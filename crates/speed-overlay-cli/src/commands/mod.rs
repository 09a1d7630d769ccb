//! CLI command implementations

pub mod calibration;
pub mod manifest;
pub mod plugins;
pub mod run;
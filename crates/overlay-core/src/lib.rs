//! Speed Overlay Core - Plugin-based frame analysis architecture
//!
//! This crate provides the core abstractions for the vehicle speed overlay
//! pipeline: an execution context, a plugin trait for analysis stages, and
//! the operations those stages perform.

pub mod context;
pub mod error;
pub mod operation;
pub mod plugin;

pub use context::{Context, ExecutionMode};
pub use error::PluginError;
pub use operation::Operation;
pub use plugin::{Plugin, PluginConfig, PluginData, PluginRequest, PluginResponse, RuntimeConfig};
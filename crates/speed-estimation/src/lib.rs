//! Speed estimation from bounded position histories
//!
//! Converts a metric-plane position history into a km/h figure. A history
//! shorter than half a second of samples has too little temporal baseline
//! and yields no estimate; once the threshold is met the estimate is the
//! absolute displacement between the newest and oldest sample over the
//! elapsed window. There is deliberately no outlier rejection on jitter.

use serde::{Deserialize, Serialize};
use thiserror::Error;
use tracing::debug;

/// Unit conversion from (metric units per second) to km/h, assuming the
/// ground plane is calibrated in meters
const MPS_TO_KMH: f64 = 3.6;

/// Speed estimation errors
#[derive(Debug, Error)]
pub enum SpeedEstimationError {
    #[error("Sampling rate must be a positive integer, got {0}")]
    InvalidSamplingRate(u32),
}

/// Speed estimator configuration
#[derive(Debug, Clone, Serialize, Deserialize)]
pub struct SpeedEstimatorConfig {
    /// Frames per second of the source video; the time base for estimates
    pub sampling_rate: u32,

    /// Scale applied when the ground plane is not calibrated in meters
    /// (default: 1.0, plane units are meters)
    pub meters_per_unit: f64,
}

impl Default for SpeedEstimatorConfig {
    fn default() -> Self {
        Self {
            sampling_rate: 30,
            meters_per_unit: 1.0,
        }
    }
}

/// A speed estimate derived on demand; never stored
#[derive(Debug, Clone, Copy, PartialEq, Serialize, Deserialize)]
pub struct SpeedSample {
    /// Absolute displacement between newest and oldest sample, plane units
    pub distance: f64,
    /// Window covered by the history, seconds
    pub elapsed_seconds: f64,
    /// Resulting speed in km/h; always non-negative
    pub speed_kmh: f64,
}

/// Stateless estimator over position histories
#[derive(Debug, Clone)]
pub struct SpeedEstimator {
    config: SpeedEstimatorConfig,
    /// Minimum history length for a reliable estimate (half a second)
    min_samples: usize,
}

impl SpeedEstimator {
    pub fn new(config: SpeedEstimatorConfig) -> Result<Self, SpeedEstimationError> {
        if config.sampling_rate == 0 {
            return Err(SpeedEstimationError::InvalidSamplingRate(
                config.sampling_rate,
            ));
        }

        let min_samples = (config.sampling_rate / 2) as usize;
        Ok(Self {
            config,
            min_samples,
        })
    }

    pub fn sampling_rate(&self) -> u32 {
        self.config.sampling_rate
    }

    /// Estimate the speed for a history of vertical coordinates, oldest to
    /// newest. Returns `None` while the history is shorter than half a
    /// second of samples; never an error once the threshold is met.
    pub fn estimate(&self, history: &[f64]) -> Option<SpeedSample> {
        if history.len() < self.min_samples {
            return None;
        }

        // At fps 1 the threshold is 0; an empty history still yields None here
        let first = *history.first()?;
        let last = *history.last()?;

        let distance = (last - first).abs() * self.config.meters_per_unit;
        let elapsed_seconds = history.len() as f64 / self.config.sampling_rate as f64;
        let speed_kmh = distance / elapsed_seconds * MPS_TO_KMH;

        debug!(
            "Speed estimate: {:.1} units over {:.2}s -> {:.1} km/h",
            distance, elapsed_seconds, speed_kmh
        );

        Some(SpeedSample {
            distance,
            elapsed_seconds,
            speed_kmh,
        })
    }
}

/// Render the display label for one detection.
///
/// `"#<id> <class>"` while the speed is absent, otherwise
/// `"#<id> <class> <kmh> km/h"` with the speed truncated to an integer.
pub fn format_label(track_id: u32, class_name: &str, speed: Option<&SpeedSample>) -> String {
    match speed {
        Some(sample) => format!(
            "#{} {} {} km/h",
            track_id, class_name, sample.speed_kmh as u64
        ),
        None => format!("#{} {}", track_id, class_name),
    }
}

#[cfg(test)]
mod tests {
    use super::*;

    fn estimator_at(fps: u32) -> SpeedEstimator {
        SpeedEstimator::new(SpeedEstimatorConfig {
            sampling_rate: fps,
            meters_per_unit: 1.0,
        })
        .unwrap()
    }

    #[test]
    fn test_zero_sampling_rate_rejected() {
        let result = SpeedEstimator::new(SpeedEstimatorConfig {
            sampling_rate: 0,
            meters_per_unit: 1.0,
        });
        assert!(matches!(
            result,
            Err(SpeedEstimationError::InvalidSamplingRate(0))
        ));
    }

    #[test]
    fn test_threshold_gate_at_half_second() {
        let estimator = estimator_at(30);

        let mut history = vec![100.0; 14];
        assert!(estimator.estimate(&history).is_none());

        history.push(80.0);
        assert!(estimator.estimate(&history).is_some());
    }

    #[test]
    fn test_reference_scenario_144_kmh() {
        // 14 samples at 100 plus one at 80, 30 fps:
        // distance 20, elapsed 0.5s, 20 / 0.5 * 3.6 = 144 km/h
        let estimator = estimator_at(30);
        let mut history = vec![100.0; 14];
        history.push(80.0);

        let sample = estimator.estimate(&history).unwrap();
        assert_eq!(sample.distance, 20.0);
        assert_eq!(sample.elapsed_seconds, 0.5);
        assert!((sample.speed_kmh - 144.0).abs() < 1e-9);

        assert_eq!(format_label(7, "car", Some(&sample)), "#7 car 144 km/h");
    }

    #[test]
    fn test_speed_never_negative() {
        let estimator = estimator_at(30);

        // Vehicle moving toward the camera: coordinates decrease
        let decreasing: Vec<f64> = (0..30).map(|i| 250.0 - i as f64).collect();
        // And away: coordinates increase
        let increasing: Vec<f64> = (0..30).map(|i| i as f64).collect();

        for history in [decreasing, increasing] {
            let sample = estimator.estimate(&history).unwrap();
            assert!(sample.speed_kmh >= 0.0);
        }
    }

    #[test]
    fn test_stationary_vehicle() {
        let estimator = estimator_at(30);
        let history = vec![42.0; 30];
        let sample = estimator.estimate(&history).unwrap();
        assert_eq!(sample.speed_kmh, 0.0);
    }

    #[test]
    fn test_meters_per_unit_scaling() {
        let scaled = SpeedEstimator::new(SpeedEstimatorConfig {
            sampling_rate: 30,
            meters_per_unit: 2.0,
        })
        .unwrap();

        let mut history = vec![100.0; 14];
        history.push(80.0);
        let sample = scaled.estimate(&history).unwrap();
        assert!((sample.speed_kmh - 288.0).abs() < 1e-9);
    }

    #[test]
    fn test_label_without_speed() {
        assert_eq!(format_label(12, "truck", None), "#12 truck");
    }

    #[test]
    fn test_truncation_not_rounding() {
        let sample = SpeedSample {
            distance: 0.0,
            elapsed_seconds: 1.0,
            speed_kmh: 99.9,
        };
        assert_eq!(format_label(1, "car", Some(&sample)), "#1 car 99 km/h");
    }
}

********************

### What you will do
Print the entries exactly. Include every one.

### Solution for this task
filename crates/speed-overlay-cli/src/commands/mod.rs
repository 09a1d7630d769ccb
//! CLI command implementations

pub mod calibration;
pub mod manifest;
pub mod plugins;
pub mod run;
filename crates/overlay-core/src/lib.rs
//! Speed Overlay Core - Plugin-based frame analysis architecture
//!
//! This crate provides the core abstractions for the vehicle speed overlay
//! pipeline: an execution context, a plugin trait for analysis stages, and
//! the operations those stages perform.

pub mod context;
pub mod error;
pub mod operation;
pub mod plugin;

pub use context::{Context, ExecutionMode};
pub use error::PluginError;
pub use operation::Operation;
pub use plugin::{Plugin, PluginConfig, PluginData, PluginRequest, PluginResponse, RuntimeConfig};
filename crates/speed-estimation/src/lib.rs
//! Speed estimation from bounded position histories
//!
//! Converts a metric-plane position history into a km/h figure. A history
//! shorter than half a second of samples has too little temporal baseline
//! and yields no estimate; once the threshold is met the estimate is the
//! absolute displacement between the newest and oldest sample over the
//! elapsed window. There is deliberately no outlier rejection on jitter.

use serde::{Deserialize, Serialize};
use thiserror::Error;
use tracing::debug;

/// Unit conversion from (metric units per second) to km/h, assuming the
/// ground plane is calibrated in meters
const MPS_TO_KMH: f64 = 3.6;

/// Speed estimation errors
#[derive(Debug, Error)]
pub enum SpeedEstimationError {
    #[error("Sampling rate must be a positive integer, got {0}")]
    InvalidSamplingRate(u32),
}

/// Speed estimator configuration
#[derive(Debug, Clone, Serialize, Deserialize)]
pub struct SpeedEstimatorConfig {
    /// Frames per second of the source video; the time base for estimates
    pub sampling_rate: u32,

    /// Scale applied when the ground plane is not calibrated in meters
    /// (default: 1.0, plane units are meters)
    pub meters_per_unit: f64,
}

impl Default for SpeedEstimatorConfig {
    fn default() -> Self {
        Self {
            sampling_rate: 30,
            meters_per_unit: 1.0,
        }
    }
}

/// A speed estimate derived on demand; never stored
#[derive(Debug, Clone, Copy, PartialEq, Serialize, Deserialize)]
pub struct SpeedSample {
    /// Absolute displacement between newest and oldest sample, plane units
    pub distance: f64,
    /// Window covered by the history, seconds
    pub elapsed_seconds: f64,
    /// Resulting speed in km/h; always non-negative
    pub speed_kmh: f64,
}

/// Stateless estimator over position histories
#[derive(Debug, Clone)]
pub struct SpeedEstimator {
    config: SpeedEstimatorConfig,
    /// Minimum history length for a reliable estimate (half a second)
    min_samples: usize,
}

impl SpeedEstimator {
    pub fn new(config: SpeedEstimatorConfig) -> Result<Self, SpeedEstimationError> {
        if config.sampling_rate == 0 {
            return Err(SpeedEstimationError::InvalidSamplingRate(
                config.sampling_rate,
            ));
        }

        let min_samples = (config.sampling_rate / 2) as usize;
        Ok(Self {
            config,
            min_samples,
        })
    }

    pub fn sampling_rate(&self) -> u32 {
        self.config.sampling_rate
    }

    /// Estimate the speed for a history of vertical coordinates, oldest to
    /// newest. Returns `None` while the history is shorter than half a
    /// second of samples; never an error once the threshold is met.
    pub fn estimate(&self, history: &[f64]) -> Option<SpeedSample> {
        if history.len() < self.min_samples {
            return None;
        }

        // At fps 1 the threshold is 0; an empty history still yields None here
        let first = *history.first()?;
        let last = *history.last()?;

        let distance = (last - first).abs() * self.config.meters_per_unit;
        let elapsed_seconds = history.len() as f64 / self.config.sampling_rate as f64;
        let speed_kmh = distance / elapsed_seconds * MPS_TO_KMH;

        debug!(
            "Speed estimate: {:.1} units over {:.2}s -> {:.1} km/h",
            distance, elapsed_seconds, speed_kmh
        );

        Some(SpeedSample {
            distance,
            elapsed_seconds,
            speed_kmh,
        })
    }
}

/// Render the display label for one detection.
///
/// `"#<id> <class>"` while the speed is absent, otherwise
/// `"#<id> <class> <kmh> km/h"` with the speed truncated to an integer.
pub fn format_label(track_id: u32, class_name: &str, speed: Option<&SpeedSample>) -> String {
    match speed {
        Some(sample) => format!(
            "#{} {} {} km/h",
            track_id, class_name, sample.speed_kmh as u64
        ),
        None => format!("#{} {}", track_id, class_name),
    }
}

#[cfg(test)]
mod tests {
    use super::*;

    fn estimator_at(fps: u32) -> SpeedEstimator {
        SpeedEstimator::new(SpeedEstimatorConfig {
            sampling_rate: fps,
            meters_per_unit: 1.0,
        })
        .unwrap()
    }

    #[test]
    fn test_zero_sampling_rate_rejected() {
        let result = SpeedEstimator::new(SpeedEstimatorConfig {
            sampling_rate: 0,
            meters_per_unit: 1.0,
        });
        assert!(matches!(
            result,
            Err(SpeedEstimationError::InvalidSamplingRate(0))
        ));
    }

    #[test]
    fn test_threshold_gate_at_half_second() {
        let estimator = estimator_at(30);

        let mut history = vec![100.0; 14];
        assert!(estimator.estimate(&history).is_none());

        history.push(80.0);
        assert!(estimator.estimate(&history).is_some());
    }

    #[test]
    fn test_reference_scenario_144_kmh() {
        // 14 samples at 100 plus one at 80, 30 fps:
        // distance 20, elapsed 0.5s, 20 / 0.5 * 3.6 = 144 km/h
        let estimator = estimator_at(30);
        let mut history = vec![100.0; 14];
        history.push(80.0);

        let sample = estimator.estimate(&history).unwrap();
        assert_eq!(sample.distance, 20.0);
        assert_eq!(sample.elapsed_seconds, 0.5);
        assert!((sample.speed_kmh - 144.0).abs() < 1e-9);

        assert_eq!(format_label(7, "car", Some(&sample)), "#7 car 144 km/h");
    }

    #[test]
    fn test_speed_never_negative() {
        let estimator = estimator_at(30);

        // Vehicle moving toward the camera: coordinates decrease
        let decreasing: Vec<f64> = (0..30).map(|i| 250.0 - i as f64).collect();
        // And away: coordinates increase
        let increasing: Vec<f64> = (0..30).map(|i| i as f64).collect();

        for history in [decreasing, increasing] {
            let sample = estimator.estimate(&history).unwrap();
            assert!(sample.speed_kmh >= 0.0);
        }
    }

    #[test]
    fn test_stationary_vehicle() {
        let estimator = estimator_at(30);
        let history = vec![42.0; 30];
        let sample = estimator.estimate(&history).unwrap();
        assert_eq!(sample.speed_kmh, 0.0);
    }

    #[test]
    fn test_meters_per_unit_scaling() {
        let scaled = SpeedEstimator::new(SpeedEstimatorConfig {
            sampling_rate: 30,
            meters_per_unit: 2.0,
        })
        .unwrap();

        let mut history = vec![100.0; 14];
        history.push(80.0);
        let sample = scaled.estimate(&history).unwrap();
        assert!((sample.speed_kmh - 288.0).abs() < 1e-9);
    }

    #[test]
    fn test_label_without_speed() {
        assert_eq!(format_label(12, "truck", None), "#12 truck");
    }

    #[test]
    fn test_truncation_not_rounding() {
        let sample = SpeedSample {
            distance: 0.0,
            elapsed_seconds: 1.0,
            speed_kmh: 99.9,
        };
        assert_eq!(format_label(1, "car", Some(&sample)), "#1 car 99 km/h");
    }
}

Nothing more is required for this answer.